Data shown |
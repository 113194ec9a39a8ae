pub mod commands;

use clap::{Parser, Subcommand};
use std::process::ExitCode;

#[derive(Debug, Parser)]
#[command(
    name = "procura",
    about = "Procura operator CLI",
    long_about = "Inspect procurement assistant configuration, agent instructions, and runtime readiness.",
    after_help = "Examples:\n  procura doctor --json\n  procura config\n  procura roles"
)]
pub struct Cli {
    #[command(subcommand)]
    command: Command,
}

#[derive(Debug, Subcommand)]
enum Command {
    #[command(
        about = "Inspect effective configuration values with source attribution and redaction"
    )]
    Config,
    #[command(about = "Validate config, the instruction gateway, tools, and agent graph readiness")]
    Doctor {
        #[arg(long, help = "Emit machine-readable JSON output")]
        json: bool,
    },
    #[command(about = "List agent roles and where their instructions come from")]
    Roles {
        #[arg(long, help = "Emit machine-readable JSON output")]
        json: bool,
    },
}

pub fn run() -> ExitCode {
    let cli = Cli::parse();

    let result = match cli.command {
        Command::Config => commands::config::run(),
        Command::Doctor { json } => commands::doctor::run(json),
        Command::Roles { json } => commands::roles::run(json),
    };

    println!("{}", result.output);
    ExitCode::from(result.exit_code)
}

Task directions |
Your answer should be the records above, set down exactly.

Answer for this exercise |
repository 113194ec9a39a8ae
pub mod commands;

use clap::{Parser, Subcommand};
use std::process::ExitCode;

#[derive(Debug, Parser)]
#[command(
    name = "procura",
    about = "Procura operator CLI",
    long_about = "Inspect procurement assistant configuration, agent instructions, and runtime readiness.",
    after_help = "Examples:\n  procura doctor --json\n  procura config\n  procura roles"
)]
pub struct Cli {
    #[command(subcommand)]
    command: Command,
}

#[derive(Debug, Subcommand)]
enum Command {
    #[command(
        about = "Inspect effective configuration values with source attribution and redaction"
    )]
    Config,
    #[command(about = "Validate config, the instruction gateway, tools, and agent graph readiness")]
    Doctor {
        #[arg(long, help = "Emit machine-readable JSON output")]
        json: bool,
    },
    #[command(about = "List agent roles and where their instructions come from")]
    Roles {
        #[arg(long, help = "Emit machine-readable JSON output")]
        json: bool,
    },
}

pub fn run() -> ExitCode {
    let cli = Cli::parse();

    let result = match cli.command {
        Command::Config => commands::config::run(),
        Command::Doctor { json } => commands::doctor::run(json),
        Command::Roles { json } => commands::roles::run(json),
    };

    println!("{}", result.output);
    ExitCode::from(result.exit_code)
}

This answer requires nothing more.